Tatyana Aleksandrovna Sedykh (Татьяна Александровна Седых; born 9 November 1958) is a Russian journalist. She founded the weekly newspaper Moye Poberezhe in 2004, and has since been awarded the Artyom Borovik Award and the Andrei Sakharov Prize for her investigative journalism in the Russian Far East.

== Biography ==
Sedykh was born on 9 November 1958 in Moskalvo, a village in northwestern Sakhalin. At the age of 12, she was involved in an accident that resulted in the amputation of her leg. In 1991, Sedykh married and moved to Vanino, an urban locality in Khabarovsk Krai. She began working for the regional newspaper Voskhod, but resigned in 2004 after disagreeing with local officials and not wishing to be censored after critical articles she wrote were not published. In January 2004, Sedykh created her own newspaper, Moye Poberezhe. The paper published news local to communities along the Strait of Tartary, including Vaninsky District and Sovetsko-Gavansky District; it also includes a supplement, Senke, reporting on indigenous affairs, including the Oroch community. Moye Poberezhe has also collaborated with the television programme Wait for Me to publicise missing persons cases in the Russian Far East.
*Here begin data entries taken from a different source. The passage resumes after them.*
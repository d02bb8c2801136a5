//! Error and status enumerations.
//!
//! Three kinds of failure propagate through the library:
//!
//! - [`ProviderStatus`] values are returned verbatim from provider calls.
//! - [`ClientError`] values are per-session and stored on the client state
//!   until the session returns through its idle cycle.
//! - Invariant violations (illegal state transitions, duplicate streaming
//!   keys, clearing a non-success error, provider use before load) are fatal:
//!   the library panics with a `"<component>: Unallowed ..."` message and the
//!   process is expected to terminate.

use std::fmt;

use thiserror::Error;

/// Status codes returned by the group-communication provider.
#[derive(Debug, Clone, Copy, PartialEq, Eq)]
pub enum ProviderStatus {
    Success,
    /// Operation succeeded with a warning attached to the provider log.
    Warning,
    /// The referenced transaction is not known to the provider.
    TrxMissing,
    /// Certification failed; the transaction must roll back.
    CertFailed,
    /// The transaction was brute-force aborted by a high-priority applier.
    BfAbort,
    /// Write set exceeded the configured maximum size.
    SizeExceeded,
    /// Not connected to the group.
    ConnectionFailed,
    /// Operation not allowed in the current provider state.
    NotAllowed,
    /// Unrecoverable provider failure.
    Fatal,
}

impl fmt::Display for ProviderStatus {
    fn fmt(&self, f: &mut fmt::Formatter<'_>) -> fmt::Result {
        let s = match self {
            ProviderStatus::Success => "success",
            ProviderStatus::Warning => "warning",
            ProviderStatus::TrxMissing => "transaction missing",
            ProviderStatus::CertFailed => "certification failed",
            ProviderStatus::BfAbort => "brute-force aborted",
            ProviderStatus::SizeExceeded => "size exceeded",
            ProviderStatus::ConnectionFailed => "connection failed",
            ProviderStatus::NotAllowed => "not allowed",
            ProviderStatus::Fatal => "fatal",
        };
        write!(f, "{s}")
    }
}

/// Per-session client error, absorbed by the command hooks and surfaced to
/// the DBMS at the next statement boundary.
#[derive(Debug, Clone, Copy, PartialEq, Eq, Default)]
pub enum ClientError {
    #[default]
    Success,
    /// The transaction was aborted due to a conflict; maps to the DBMS
    /// deadlock error.
    Deadlock,
    Interrupted,
    SizeExceeded,
    /// Appending a streaming fragment failed.
    AppendFragment,
    ErrorDuringCommit,
}

impl fmt::Display for ClientError {
    fn fmt(&self, f: &mut fmt::Formatter<'_>) -> fmt::Result {
        let s = match self {
            ClientError::Success => "success",
            ClientError::Deadlock => "deadlock",
            ClientError::Interrupted => "interrupted",
            ClientError::SizeExceeded => "size exceeded",
            ClientError::AppendFragment => "append fragment",
            ClientError::ErrorDuringCommit => "error during commit",
        };
        write!(f, "{s}")
    }
}

/// Library error returned by fallible coordination operations.
#[derive(Debug, Clone, PartialEq, Eq, Error)]
pub enum Error {
    #[error("provider not loaded")]
    ProviderNotLoaded,

    #[error("provider call failed: {0}")]
    Provider(ProviderStatus),

    #[error("operation timed out")]
    Timeout,

    /// State snapshot transfer failed with the embedder-reported code.
    #[error("state snapshot transfer failed: {0}")]
    Sst(i32),
}

impl From<ProviderStatus> for Error {
    fn from(status: ProviderStatus) -> Self {
        Error::Provider(status)
    }
}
In 2007, Sedykh appealed to the Civic Chamber of the Russian Federation requesting protection from harassment from local authorities after the political administration of Vaninsky District filed a lawsuit against her requesting that Moye Poberezhe vacate the premises it occupied, which had been provided by the administration in 2005. A spokesperson for Vaninsky District described Sedykh as an "eternal oppositionist" and accused her of publishing only negative articles about Vanino and the wider district; it had previously described her being an "enemy of the district". In 2006, 12 retail outlets in Vanino refused to sell Moye Poberezhe, reportedly on an unofficial order made by the local administration.

Sedykh was the victim of an assassination attempt when her home in Vanino was burned down in 2004. While Sedykh was unharmed, her daughter was seriously injured, and much of Moye Poberezhe's office equipment was destroyed; the local administration refused to provide her with emergency accommodation. Sedykh's car has also been destroyed, in addition to an attempted attack on her apartment on Russian Press Day; false copies of Moye Poberezhe have been published. Sedykh has faced numerous threats made online, and an attempt was made to hit her with a car. None of the threats or attacks against Sedykh have led to any criminal charges being made.

In 2009, Sedykh was named as that year's laureate of the Andrei Sakharov Prize for Journalism; she became a member of the prize's awarding committee the following year.

In March 2011, Sedykh reported on a Russian ship that had arrived in the port of Vanino from Fukushima following the nuclear accident there, and that the ship contained within it high levels of radiation as a result. In response to this, the port's captain, Nikolai Tatarinov, accused Sedykh of unauthorised entry into a restricted area as well as disclosing classified information and espionage.